Os tubarões e raias são chamados em conjunto de elasmobrânquios. A maioria das espécies é vivípara (os filhotes nascem diretamente do útero) e demora a atingir a maturidade sexual.

Como são predadores de topo de cadeia, sua presença é fundamental para manter o equilíbrio dos ecossistemas, mas as populações em todo o mundo estão em declínio. "Com as capturas recentes, eles não têm chance de se reproduzir", explica Baruch.

O Ibama afirma que tem atuado para prevenir o comércio ilegal de tubarões e raias no país. Já o ICMBio diz que realiza fiscalizações nas UCs (unidades de conservação) marinhas, mas que "a maioria dos ilícitos ambientais ocorre nos oceanos fora dos limites e jurisdição das UCs".

Responsável pela administração do mercado Ver-O-Peso, a Prefeitura de Belém disse que cabe ao governo estadual a fiscalização sobre o que é vendido no local. A Secretaria de Segurança Pública e Defesa do Pará disse que tem investido no combate e fiscalização de crimes ambientais.

O Ministério da Pesca e Aquicultura, também procurado, diz que está atualizando as normas vigentes para coibir a pesca ilegal, não reportada e não declarada.

Casos como o do peixe-serra, classificado como criticamente ameaçado, mostram os riscos da comercialização ilegal. Um levantamento feito pela bióloga Patrícia Charvet, da Universidade Federal do Ceará, e colegas identificou um declínio de cerca de 87% da população.

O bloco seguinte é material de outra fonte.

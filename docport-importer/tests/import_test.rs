use async_trait::async_trait;
use docport_importer::{ConfigError, ImportError, Importer, Record, RecordSet, RecordingProgress};
use docport_store::{
    Document, DocumentPath, DocumentStore, MemoryStore, Result as StoreResult, StoreError,
};
use serde_json::{json, Value};
use std::sync::Arc;

/// Wraps a `MemoryStore` and rejects writes to one document id.
struct RejectingStore {
    inner: Arc<MemoryStore>,
    reject: String,
}

#[async_trait]
impl DocumentStore for RejectingStore {
    async fn set_document(&self, path: &DocumentPath, doc: &Document) -> StoreResult<()> {
        if path.id == self.reject {
            return Err(StoreError::PermissionDenied(path.to_string()));
        }
        self.inner.set_document(path, doc).await
    }

    async fn get_document(&self, path: &DocumentPath) -> StoreResult<Document> {
        self.inner.get_document(path).await
    }

    fn backend_name(&self) -> &str {
        "rejecting"
    }
}

fn scenario_records() -> RecordSet {
    RecordSet::from_json_str(r#"{"a": {"amount": 10}, "b": {"amount": 20}}"#).unwrap()
}

fn importer(store: Arc<dyn DocumentStore>, progress: &Arc<RecordingProgress>) -> Importer {
    Importer::new(store).with_progress(progress.clone())
}

fn as_json(doc: &Document) -> Value {
    Value::Object(doc.clone())
}

#[tokio::test]
async fn test_uploads_every_record_in_order() {
    let store = Arc::new(MemoryStore::new());
    let progress = Arc::new(RecordingProgress::new());

    let report = importer(store.clone(), &progress)
        .run(&scenario_records(), "transactions")
        .await
        .unwrap();

    assert_eq!(report.written, vec!["a", "b"]);
    assert!(!report.dry_run);
    assert_eq!(progress.lines(), vec!["Uploaded: a", "Uploaded: b"]);

    let docs = store.documents("transactions");
    assert_eq!(docs.len(), 2);
    assert_eq!(docs[0].0, "a");
    assert_eq!(as_json(&docs[0].1), json!({"amount": 10}));
    assert_eq!(docs[1].0, "b");
    assert_eq!(as_json(&docs[1].1), json!({"amount": 20}));
}

#[tokio::test]
async fn test_empty_record_set() {
    let store = Arc::new(MemoryStore::new());
    let progress = Arc::new(RecordingProgress::new());

    let report = importer(store.clone(), &progress)
        .run(&RecordSet::new(), "transactions")
        .await
        .unwrap();

    assert_eq!(report.count(), 0);
    assert!(progress.lines().is_empty());
    assert_eq!(store.write_count(), 0);
}

#[tokio::test]
async fn test_failure_stops_the_run() {
    let memory = Arc::new(MemoryStore::new());
    let store = Arc::new(RejectingStore {
        inner: memory.clone(),
        reject: "b".to_string(),
    });
    let progress = Arc::new(RecordingProgress::new());

    let err = importer(store, &progress)
        .run(&scenario_records(), "transactions")
        .await
        .unwrap_err();

    match &err {
        ImportError::Write {
            key,
            written,
            source,
        } => {
            assert_eq!(key, "b");
            assert_eq!(*written, 1);
            assert!(source.is_permission_denied());
        }
        other => panic!("unexpected error: {}", other),
    }
    assert_eq!(err.failed_key(), Some("b"));

    assert_eq!(progress.lines(), vec!["Uploaded: a"]);
    assert_eq!(progress.failures(), vec!["b"]);

    let docs = memory.documents("transactions");
    assert_eq!(docs.len(), 1);
    assert_eq!(docs[0].0, "a");
}

#[tokio::test]
async fn test_records_after_failure_are_not_attempted() {
    let memory = Arc::new(MemoryStore::new());
    let store = Arc::new(RejectingStore {
        inner: memory.clone(),
        reject: "second".to_string(),
    });
    let progress = Arc::new(RecordingProgress::new());
    let records =
        RecordSet::from_json_str(r#"{"first": {}, "second": {}, "third": {}, "fourth": {}}"#)
            .unwrap();

    importer(store, &progress)
        .run(&records, "transactions")
        .await
        .unwrap_err();

    assert_eq!(memory.write_count(), 1);
    assert_eq!(progress.lines(), vec!["Uploaded: first"]);
}

#[tokio::test]
async fn test_rerun_is_idempotent() {
    let store = Arc::new(MemoryStore::new());
    let records = scenario_records();
    let progress = Arc::new(RecordingProgress::new());
    let importer = importer(store.clone(), &progress);

    importer.run(&records, "transactions").await.unwrap();
    let first = store.documents("transactions");

    importer.run(&records, "transactions").await.unwrap();
    assert_eq!(store.documents("transactions"), first);
}

#[tokio::test]
async fn test_overwrites_existing_documents() {
    let store = Arc::new(MemoryStore::new());
    let stale = DocumentPath::new("transactions", "a").unwrap();
    store
        .set_document(
            &stale,
            json!({"amount": 1, "note": "stale"}).as_object().unwrap(),
        )
        .await
        .unwrap();

    let progress = Arc::new(RecordingProgress::new());
    importer(store.clone(), &progress)
        .run(&scenario_records(), "transactions")
        .await
        .unwrap();

    let a = store.get_document(&stale).await.unwrap();
    assert_eq!(as_json(&a), json!({"amount": 10}));
}

#[tokio::test]
async fn test_invalid_collection_is_a_config_error() {
    let store = Arc::new(MemoryStore::new());
    let progress = Arc::new(RecordingProgress::new());

    let err = importer(store.clone(), &progress)
        .run(&scenario_records(), "users/alice")
        .await
        .unwrap_err();

    assert!(matches!(
        err,
        ImportError::Config(ConfigError::Collection { .. })
    ));
    assert_eq!(store.write_count(), 0);
}

#[tokio::test]
async fn test_nested_collection() {
    let store = Arc::new(MemoryStore::new());
    let progress = Arc::new(RecordingProgress::new());

    importer(store.clone(), &progress)
        .run(&scenario_records(), "users/alice/transactions")
        .await
        .unwrap();

    assert_eq!(store.len("users/alice/transactions"), 2);
}

#[tokio::test]
async fn test_plan_writes_nothing() {
    let store = Arc::new(MemoryStore::new());
    let progress = Arc::new(RecordingProgress::new());

    let plan = importer(store.clone(), &progress)
        .plan(&scenario_records(), "transactions")
        .unwrap();

    assert!(plan.dry_run);
    assert_eq!(plan.written, vec!["a", "b"]);
    assert_eq!(store.write_count(), 0);
    assert!(progress.lines().is_empty());
}

#[tokio::test]
async fn test_records_built_in_memory() {
    let store = Arc::new(MemoryStore::new());
    let progress = Arc::new(RecordingProgress::new());
    let records = RecordSet::from_records(vec![
        Record::new("z", json!({"n": 1}).as_object().cloned().unwrap()),
        Record::new("y", json!({"n": 2}).as_object().cloned().unwrap()),
    ])
    .unwrap();

    importer(store, &progress)
        .run(&records, "transactions")
        .await
        .unwrap();

    assert_eq!(progress.lines(), vec!["Uploaded: z", "Uploaded: y"]);
}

Baruch, que também estuda o peixe-serra, conta que se acredita que ele possa estar restrito atualmente à costa norte do Brasil, entre o Amapá e o Maranhão, enquanto, no passado, era encontrado em todo o litoral. "Mas, mesmo com restrição [de pesca], está cada vez mais raro ver o animal", destaca.

O rostro —serra ou katana— dessa espécie é altamente cobiçado, vendido por cerca de R$ 5.000, enquanto os dentes isolados chegam a R$ 50 a R$ 100 cada um. A peça é considerada um amuleto no mercado asiático, enquanto os dentes isolados são usados como esporas em rinhas de galo.

É possível encontrar na internet vídeos de pescadores atacando a golpes de machadinha peixes-serra ainda vivos, para remover a serra.

"Aqui na região norte do país temos a maior biodiversidade em termos de peixes. Infelizmente, em termos de fiscalização, ainda há um vácuo, faltam informações das espécies e pesquisadores. A Amazônia Legal inteira tem menos doutores do que a USP [Universidade de São Paulo]", lamenta Akama.

A educação ambiental também tem papel fundamental na reversão desse quadro. Nas resex (reservas extrativistas) da região, os pescadores são orientados a reconhecer e a ajudar na proteção das espécies ameaçadas. Em geral, porém, ainda evitam falar sobre os avistamentos.

"Podemos criar uma área protegida, mas se a comunidade não entender a importância daquela região para determinado animal, quais orientações ela deve ter e o que isso implica, não vai fazer nenhuma diferença em termos de conservação", conclui Charvet.


A pesca de tubarões no Brasil em números

  • 17 toneladas por ano de carne de tubarão são consumidas no Brasil
  • Mais de 28 toneladas de barbatanas foram apreendidas só em junho de 2023
  • 50% das espécies de tubarões e raias marinhas do Norte têm algum grau de ameaça
  • 9 das 11 amostras de tubarão coletadas pela Folha no mercado Ver-O-Peso (Belém) eram de espécies criticamente em perigo
  • 2.000 embarcações atuam no Norte do país, segundo o Ministério da Pesca e Aquicultura
  • Ásia é o principal destino da pesca ilegal de animais ou partes de animais na Amazônia

Fontes: ICMBio, Ibama, Ministério da Pesca e Aquicultura e Sea Shepherd Brasil

A reportagem foi realizada com o apoio da Earth Journalism Network.

Erramos: o texto foi alterado

O consumo de cação no Brasil foi de cerca de 17 mil toneladas, não de 17 toneladas, em 2021, como afirmava erroneamente versão anterior da reportagem.